Question

Write the given equation of the line in the slope intercept form from the point slope form $y - 4 = \dfrac{3}{4}\left( {x + 8} \right)$ .

Answer 1

Hint: The general form of the point slope form for linear equations is $y - {y_1} = m\left( {x - {x_1}} \right)$, this form determines the slope and point of the line and the general form of the slope intercept form is $y = mx + c$ , this form determines the slope and the y-intercept of the line.
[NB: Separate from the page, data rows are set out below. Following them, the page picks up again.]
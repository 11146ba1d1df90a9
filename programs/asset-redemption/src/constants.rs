use anchor_lang::prelude::*;

/// Role tag appended to the mint when deriving the redemption record address.
#[constant]
pub const REDEMPTION_SEED: &[u8] = b"redemption";

/// The only quantity ever escrowed, returned or burned.
#[constant]
pub const ASSET_UNIT: u64 = 1;

/// Redeemable assets are indivisible.
#[constant]
pub const ASSET_DECIMALS: u8 = 0;

/// Size of a plain SPL token account (no extensions).
pub const CUSTODY_VAULT_LEN: usize = 165;
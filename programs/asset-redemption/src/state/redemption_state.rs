use anchor_lang::prelude::*;

use crate::error::RedemptionError;
use crate::state::RedemptionRecord;

/// Lifecycle of a single mint, read off the record account.
///
/// The record address is fixed by the mint, so whether a program-owned record
/// lives there is the whole state: `NoRedemption -> Pending -> NoRedemption`.
#[derive(Debug, PartialEq)]
pub enum RedemptionState {
    NoRedemption,
    Pending(RedemptionRecord),
}

impl RedemptionState {
    pub fn load(record: &AccountInfo) -> Result<Self> {
        let data = record.try_borrow_data()?;
        Self::from_account_data(record.owner, &data)
    }

    pub fn from_account_data(owner: &Pubkey, data: &[u8]) -> Result<Self> {
        // A closed or pre-funded address is still system-owned and empty.
        if owner != &crate::ID || data.is_empty() {
            return Ok(Self::NoRedemption);
        }
        let record = RedemptionRecord::try_deserialize(&mut &data[..])?;
        Ok(Self::Pending(record))
    }

    pub fn is_pending(&self) -> bool {
        matches!(self, Self::Pending(_))
    }

    pub fn require_vacant(&self) -> Result<()> {
        require!(!self.is_pending(), RedemptionError::RedemptionAlreadyPending);
        Ok(())
    }

    pub fn into_pending(self) -> Result<RedemptionRecord> {
        match self {
            Self::Pending(record) => Ok(record),
            Self::NoRedemption => err!(RedemptionError::RecordNotFound),
        }
    }
}

#[cfg(test)]
mod tests {
    use super::*;

    fn sample_record() -> RedemptionRecord {
        RedemptionRecord {
            mint: Pubkey::new_unique(),
            customer_token_account: Pubkey::new_unique(),
            customer_payment_account: Pubkey::new_unique(),
            custody_vault: Pubkey::new_unique(),
            custody_bump: 254,
            record_bump: 253,
            initiated_at: 1_700_000_000,
        }
    }

    #[test]
    fn empty_system_account_has_no_redemption() {
        let system = anchor_lang::system_program::ID;
        let state = RedemptionState::from_account_data(&system, &[]).unwrap();
        assert_eq!(state, RedemptionState::NoRedemption);
        assert!(state.require_vacant().is_ok());
        assert_eq!(
            state.into_pending().unwrap_err(),
            error!(RedemptionError::RecordNotFound)
        );
    }

    #[test]
    fn program_owned_record_is_pending() {
        let record = sample_record();
        let mut data = Vec::new();
        record.try_serialize(&mut data).unwrap();

        let state = RedemptionState::from_account_data(&crate::ID, &data).unwrap();
        assert!(state.is_pending());
        assert_eq!(
            state.require_vacant().unwrap_err(),
            error!(RedemptionError::RedemptionAlreadyPending)
        );
        assert_eq!(state.into_pending().unwrap(), record);
    }

    #[test]
    fn foreign_owner_is_never_trusted_as_a_record() {
        let mut data = Vec::new();
        sample_record().try_serialize(&mut data).unwrap();

        let state = RedemptionState::from_account_data(&Pubkey::new_unique(), &data).unwrap();
        assert_eq!(state, RedemptionState::NoRedemption);
    }

    #[test]
    fn corrupt_record_is_rejected() {
        let data = vec![7u8; RedemptionRecord::LEN];
        assert!(RedemptionState::from_account_data(&crate::ID, &data).is_err());
    }
}
//! Validation engine: required fields, duplicate detection, numeric
//! checks, and dependent-group collection.
//!
//! Per row, the first failed check wins and the rest are skipped, so a
//! row lands in exactly one of: valid, conflicted, or errored.

use std::collections::{HashMap, HashSet};
use tracing::debug;

use crate::config::FieldType;
use crate::error::{ImportError, ImportResult};
use crate::import::{
    mapped_value, reverse_mappings, title_case, Conflict, CustomerMatchMode, ImportOptions,
    ImportService, Row, RowError, ValidateOutcome,
};

/// Customer binding of one row.
#[derive(Debug, Clone, PartialEq, Eq)]
pub(crate) enum CustomerResolution {
    /// Generic record, no customer.
    None,
    Id(String),
    /// The row named a customer code the store does not have.
    NotFound(String),
}

/// Per-request customer lookup state for composite-unique modules.
pub(crate) struct CustomerContext {
    mode: CustomerMatchMode,
    selected_id: Option<String>,
    /// Lowercased customer code -> id.
    code_to_id: HashMap<String, String>,
    /// CSV column carrying the customer code, when mapped.
    code_column: Option<String>,
}

impl CustomerContext {
    pub(crate) fn resolve(&self, row: &Row) -> CustomerResolution {
        match self.mode {
            CustomerMatchMode::AllToOne => match &self.selected_id {
                Some(id) => CustomerResolution::Id(id.clone()),
                None => CustomerResolution::None,
            },
            CustomerMatchMode::ByColumn => {
                let code = self
                    .code_column
                    .as_ref()
                    .and_then(|col| row.get(col))
                    .map(|v| v.trim())
                    .unwrap_or("");
                if code.is_empty() {
                    return CustomerResolution::None;
                }
                match self.code_to_id.get(&code.to_lowercase()) {
                    Some(id) => CustomerResolution::Id(id.clone()),
                    None => CustomerResolution::NotFound(code.to_string()),
                }
            }
            CustomerMatchMode::AllGeneric => CustomerResolution::None,
        }
    }

    fn scope_of(resolution: &CustomerResolution) -> Option<String> {
        match resolution {
            CustomerResolution::Id(id) => Some(id.clone()),
            _ => None,
        }
    }
}
fn classify_single(
    header: &str,
    sample_values: &[&str],
    config: &ImportModuleConfig,
) -> ColumnClassification {
    let header_lower = header.trim().to_lowercase();
    let normalized = NORMALIZE_RE.replace_all(&header_lower, "_");

    // 1. Universal skip patterns (system columns)
    if UNIVERSAL_SKIP_PATTERNS.iter().any(|p| p.is_match(&normalized)) {
        return ColumnClassification::discard(header, 0.95, "Auto-skip: system column pattern");
    }

    // 2. Schema mapping patterns, first match wins
    for field in &config.schema {
        for pattern in &field.mapping_patterns {
            if pattern.is_match(&normalized) {
                return ColumnClassification::mapped(
                    header,
                    &field.name,
                    0.95,
                    format!("Auto-mapped: matches {} pattern", field.name),
                );
            }
        }
    }

    // 3. Sample analysis: empty or constant columns
    let non_empty: Vec<&str> = sample_values
        .iter()
        .filter(|v| !v.trim().is_empty())
        .copied()
        .collect();
    if non_empty.is_empty() {
        return ColumnClassification::discard(header, 0.8, "Auto-skip: all sample values empty");
    }
    if non_empty.len() >= 3 && non_empty.iter().all(|v| *v == non_empty[0]) {
        return ColumnClassification::discard(
            header,
            0.7,
            "Auto-skip: all sample values identical (likely constant)",
        );
    }

    // 4. Uncertain indicators need AI judgment
    if UNCERTAIN_INDICATORS.iter().any(|p| p.is_match(&normalized)) {
        return ColumnClassification::pending_ai(header, "Needs AI: ambiguous column name");
    }

    // 5. Domain hints suggest the column may be relevant
    if config
        .domain_hints
        .iter()
        .any(|hint| header_lower.contains(hint.as_str()))
    {
        return ColumnClassification::pending_ai(
            header,
            "Needs AI: may contain relevant domain data",
        );
    }

    // 6. Nothing recognized the column
    ColumnClassification::discard(
        header,
        0.6,
        "Auto-skip: no recognized pattern, likely irrelevant",
    )
}
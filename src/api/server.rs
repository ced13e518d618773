//! HTTP server for the import API.
//!
//! One service instance per registered module, shared across requests.
//!
//! # API Endpoints
//!
//! | Method | Path                           | Description                    |
//! |--------|--------------------------------|--------------------------------|
//! | GET    | `/health`                      | Health check                   |
//! | GET    | `/api/providers`               | Available AI providers         |
//! | POST   | `/api/{module}/import/analyze` | Column mapping analysis        |
//! | POST   | `/api/{module}/import/validate`| Pre-import validation          |
//! | POST   | `/api/{module}/import/execute` | Bulk insert                    |

use axum::{
    extract::{Path, State},
    http::{header, Method},
    response::Json,
    routing::{get, post},
    Router,
};
use serde_json::{json, Value};
use std::collections::HashMap;
use std::net::SocketAddr;
use std::sync::Arc;
use tower_http::cors::CorsLayer;
use tracing::info;

use super::types::{AnalyzeRequest, ExecuteRequest, ValidateRequest};
use crate::ai::available_providers;
use crate::error::{ServerError, ServerResult};
use crate::import::{AnalyzeOutcome, ExecuteOutcome, ImportService, ValidateOutcome};
use crate::modules;
use crate::store::RecordStore;

/// Shared server state: one import service per registered module.
#[derive(Clone)]
pub struct AppState {
    services: Arc<HashMap<String, Arc<ImportService>>>,
}

impl AppState {
    pub fn new(store: Arc<dyn RecordStore>) -> Self {
        let services = modules::module_names()
            .into_iter()
            .filter_map(|name| {
                let config = modules::module_config(name)?;
                Some((
                    name.to_string(),
                    Arc::new(ImportService::new(config, store.clone())),
                ))
            })
            .collect();
        Self {
            services: Arc::new(services),
        }
    }

    fn service(&self, module: &str) -> ServerResult<&ImportService> {
        self.services
            .get(module)
            .map(Arc::as_ref)
            .ok_or_else(|| ServerError::UnknownModule(module.to_string()))
    }
}

/// Build the API router.
pub fn router(state: AppState) -> Router {
    let cors = CorsLayer::new()
        .allow_origin(tower_http::cors::Any)
        .allow_methods([Method::GET, Method::POST, Method::OPTIONS])
        .allow_headers([header::CONTENT_TYPE, header::ACCEPT]);

    Router::new()
        .route("/", get(health))
        .route("/health", get(health))
        .route("/api/providers", get(providers))
        .route("/api/{module}/import/analyze", post(analyze))
        .route("/api/{module}/import/validate", post(validate))
        .route("/api/{module}/import/execute", post(execute))
        .layer(cors)
        .with_state(state)
}

/// Start the HTTP server.
pub async fn start_server(
    port: u16,
    store: Arc<dyn RecordStore>,
) -> Result<(), Box<dyn std::error::Error>> {
    let state = AppState::new(store);
    let app = router(state);

    let addr = SocketAddr::from(([0, 0, 0, 0], port));
    info!(%addr, modules = ?modules::module_names(), "import server listening");

    let listener = tokio::net::TcpListener::bind(addr).await?;
    axum::serve(listener, app).await?;

    Ok(())
}

/// Health check endpoint.
async fn health() -> Json<Value> {
    Json(json!({
        "status": "ok",
        "service": "shoploader",
        "version": env!("CARGO_PKG_VERSION"),
        "modules": modules::module_names(),
    }))
}

/// Available AI providers and their configuration status.
async fn providers() -> Json<Value> {
    Json(json!({ "providers": available_providers() }))
}

async fn analyze(
    State(state): State<AppState>,
    Path(module): Path<String>,
    Json(req): Json<AnalyzeRequest>,
) -> ServerResult<Json<AnalyzeOutcome>> {
    let outcome = state
        .service(&module)?
        .analyze(&req.tenant_id, &req.headers, &req.sample_rows)
        .await
        .map_err(ServerError::from)?;
    Ok(Json(outcome))
}

async fn validate(
    State(state): State<AppState>,
    Path(module): Path<String>,
    Json(req): Json<ValidateRequest>,
) -> ServerResult<Json<ValidateOutcome>> {
    let outcome = state
        .service(&module)?
        .validate(&req.tenant_id, &req.mappings, &req.rows, &req.options)
        .await
        .map_err(ServerError::from)?;
    Ok(Json(outcome))
}

async fn execute(
    State(state): State<AppState>,
    Path(module): Path<String>,
    Json(req): Json<ExecuteRequest>,
) -> ServerResult<Json<ExecuteOutcome>> {
    let outcome = state
        .service(&module)?
        .execute(
            &req.tenant_id,
            &req.mappings,
            &req.rows,
            req.skip_conflicts,
            &req.options,
        )
        .await
        .map_err(ServerError::from)?;
    Ok(Json(outcome))
}

#[cfg(test)]
mod tests {
    use super::*;
    use crate::store::MemoryStore;

    #[test]
    fn test_state_knows_registered_modules() {
        let state = AppState::new(Arc::new(MemoryStore::new()));
        assert!(state.service("customers").is_ok());
        assert!(state.service("parts").is_ok());
        assert!(matches!(
            state.service("orders"),
            Err(ServerError::UnknownModule(_))
        ));
    }
}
Complete step by step solution:
In this problem, we have given an equation in the point slope form and we have to write it in the slope intercept form and the equation given is
$ \Rightarrow y - 4 = \dfrac{3}{4}\left( {x + 8} \right)$
And now, we will use the distributive property to solve further,
$ \Rightarrow y - 4 = \dfrac{3}{4}x + \dfrac{3}{4} \times 8$
 On further solving, we get,
$
   \Rightarrow y - 4 = \dfrac{3}{4}x + 3 \times 2 \\
   \Rightarrow y - 4 = \dfrac{3}{4}x + 6 \\
 $
Now, we will add$4$ on both sides of the equation,
$ \Rightarrow y - 4 + 4 = \dfrac{3}{4}x + 6 + 4$
On adding, we get,
$ \Rightarrow y = \dfrac{3}{4}x + 10$
And on comparing the above equation with the general form of the slope intercept form, we will find that both the equations are familiar to each other and hence, the slope intercept form of the given equation is $y = \dfrac{3}{4}x + 10$.
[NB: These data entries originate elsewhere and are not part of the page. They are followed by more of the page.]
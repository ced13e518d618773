//! Generic import pipeline: analyze, validate, execute.
//!
//! One [`ImportService`] per configured module drives the whole import:
//!
//! 1. `analyze`: hybrid column classification. Rules resolve the obvious
//!    columns; only the uncertain remainder goes to the AI provider, behind
//!    a response cache and a per-tenant rate limit.
//! 2. `validate`: required fields, intra-file duplicates, store conflicts,
//!    numeric checks, and dependent-group collection. Returns structured
//!    data, never errors, for anything the caller can act on per row.
//! 3. `execute`: re-validates, gates on conflicts, builds records, and
//!    bulk-inserts in one store call with exact accounting.

mod execute;
mod validate;

pub(crate) use validate::parse_number;

use serde::{Deserialize, Serialize};
use std::collections::{HashMap, HashSet};
use std::sync::Arc;
use tracing::{info, warn};

use crate::ai::{resolve_provider, MappingProvider, MappingSuggestion};
use crate::cache::{cache_key, AnalysisCache};
use crate::classifier::{classify_columns, detect_column_pairs, prefilter_columns};
use crate::config::ImportModuleConfig;
use crate::error::{ImportError, ImportResult, ProviderError};
use crate::limiter::RateLimiter;
use crate::store::RecordStore;

/// Provider feature key used for ai_config lookups.
const MAPPING_FEATURE: &str = "csv_mapping";

/// One parsed CSV row: column name -> raw value.
pub type Row = HashMap<String, String>;
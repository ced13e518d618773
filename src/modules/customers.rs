//! Customer import module.

use serde_json::json;

use crate::config::{FieldDefinition, FieldType, ImportModuleConfig};

pub fn config() -> ImportModuleConfig {
    let schema = vec![
        FieldDefinition::new("customer_code", FieldType::String)
            .required()
            .describe("Unique customer identifier code")
            .patterns(&[
                r"(customer[_\s-]?(code|id|number|num|#)?|cust[_\s-]?(code|id))$",
                r"(client[_\s-]?(code|id)|account[_\s-]?(code|id|number|num))$",
                r"(vendor[_\s-]?(code|id)|company[_\s-]?(code|id))$",
            ]),
        FieldDefinition::new("name", FieldType::String)
            .required()
            .describe("Company/customer name")
            .patterns(&[
                r"(name|company[_\s-]?name|customer[_\s-]?name|business[_\s-]?name)$",
                r"(company|customer|client|vendor|account)[_\s-]?name$",
                r"(full[_\s-]?name|legal[_\s-]?name|dba)$",
            ]),
        FieldDefinition::new("website", FieldType::String)
            .describe("Company website URL")
            .patterns(&[
                r"(website|web[_\s-]?site|url|web[_\s-]?address|homepage)$",
                r"(company[_\s-]?website|www)$",
            ]),
        FieldDefinition::new("contact_name", FieldType::String)
            .describe("Primary contact person name")
            .patterns(&[
                r"(contact[_\s-]?name|contact[_\s-]?person|primary[_\s-]?contact)$",
                r"(contact|rep|representative)$",
                // First/last columns map here; combining them is AI territory
                r"(first[_\s-]?name|last[_\s-]?name)$",
            ]),
        FieldDefinition::new("contact_phone", FieldType::String)
            .describe("Primary contact phone number")
            .patterns(&[
                r"(contact[_\s-]?phone|phone[_\s-]?number|phone|telephone|tel)$",
                r"(primary[_\s-]?phone|main[_\s-]?phone|work[_\s-]?phone|office[_\s-]?phone)$",
                r"(mobile|cell|cell[_\s-]?phone)$",
            ]),
        FieldDefinition::new("contact_email", FieldType::String)
            .describe("Primary contact email address")
            .patterns(&[
                r"(contact[_\s-]?email|email[_\s-]?address|email|e[_\s-]?mail)$",
                r"(primary[_\s-]?email|main[_\s-]?email|work[_\s-]?email)$",
            ]),
        FieldDefinition::new("address_line1", FieldType::String)
            .describe("Street address line 1")
            .patterns(&[
                r"(address[_\s-]?(line)?[_\s-]?1?|street[_\s-]?address|street)$",
                r"(address|addr|mailing[_\s-]?address|shipping[_\s-]?address)$",
            ]),
        FieldDefinition::new("address_line2", FieldType::String)
            .describe("Street address line 2 (suite, unit, etc.)")
            .patterns(&[
                r"(address[_\s-]?(line)?[_\s-]?2|street[_\s-]?address[_\s-]?2)$",
                r"(suite|unit|apt|apartment|floor|building)$",
            ]),
        FieldDefinition::new("city", FieldType::String)
            .describe("City name")
            .patterns(&[r"(city|town|municipality|locality)$"]),
        FieldDefinition::new("state", FieldType::String)
            .describe("State or province")
            .patterns(&[
                r"(state|province|region|st)$",
                r"(state[_\s-]?province|state[_\s-]?code)$",
            ]),
        FieldDefinition::new("postal_code", FieldType::String)
            .describe("ZIP or postal code")
            .patterns(&[r"(postal[_\s-]?code|post[_\s-]?code|zip[_\s-]?code|zip|postcode)$"]),
        FieldDefinition::new("country", FieldType::String)
            .describe("Country (defaults to USA)")
            .patterns(&[r"(country|nation|country[_\s-]?code)$"]),
    ];

    let mut config = ImportModuleConfig::new("customers", "customers", schema);
    config.unique_fields = vec!["customer_code".to_string(), "name".to_string()];
    config.domain_hints = [
        "customer", "client", "vendor", "company", "business", "contact", "phone", "email",
        "address", "city", "state", "zip",
    ]
    .iter()
    .map(|s| s.to_string())
    .collect();
    config.default_values = vec![("country".to_string(), json!("USA"))];
    config
}
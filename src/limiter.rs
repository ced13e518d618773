//! Per-tenant sliding-window rate limiting.
//!
//! In-memory, suitable for a single-instance deployment. The mutex is held
//! only while the per-key timestamp list is read and updated, never across
//! a provider or store call.

use std::collections::HashMap;
use std::sync::Mutex;
use std::time::{Duration, Instant};

/// Default analyze-call budget per tenant.
pub const DEFAULT_MAX_REQUESTS: usize = 10;

/// Default window length in seconds.
pub const DEFAULT_WINDOW_SECS: u64 = 60;

/// Simple in-memory sliding-window rate limiter.
pub struct RateLimiter {
    max_requests: usize,
    window: Duration,
    requests: Mutex<HashMap<String, Vec<Instant>>>,
}

impl RateLimiter {
    pub fn new(max_requests: usize, window: Duration) -> Self {
        Self {
            max_requests,
            window,
            requests: Mutex::new(HashMap::new()),
        }
    }

    /// Check whether a request for `key` is allowed right now, recording it
    /// if so. Returns `false` when the key is over budget for the current
    /// window; the caller must retry later, nothing is queued.
    pub fn check(&self, key: &str) -> bool {
        let now = Instant::now();
        let mut requests = self.requests.lock().expect("rate limiter lock poisoned");
        let entry = requests.entry(key.to_string()).or_default();

        entry.retain(|t| now.duration_since(*t) < self.window);
        if entry.len() >= self.max_requests {
            return false;
        }
        entry.push(now);
        true
    }

    /// Remaining requests in the current window for `key`.
    pub fn remaining(&self, key: &str) -> usize {
        let now = Instant::now();
        let mut requests = self.requests.lock().expect("rate limiter lock poisoned");
        let entry = requests.entry(key.to_string()).or_default();
        entry.retain(|t| now.duration_since(*t) < self.window);
        self.max_requests.saturating_sub(entry.len())
    }
}

impl Default for RateLimiter {
    fn default() -> Self {
        Self::new(DEFAULT_MAX_REQUESTS, Duration::from_secs(DEFAULT_WINDOW_SECS))
    }
}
Note: In this problem, we have used the distributive property to solve the equation. The general form of the distributive property is $a\left( {b + c} \right) = a \times b + a \times c$, where these type of equations are given then we have to use this property, it is also known as distributive law of multiplication. According to this property, if the numbers given in the parentheses are added and then multiplied with the number given outside is same when the number given inside the parentheses are multiplied with the term given outside the parentheses individually.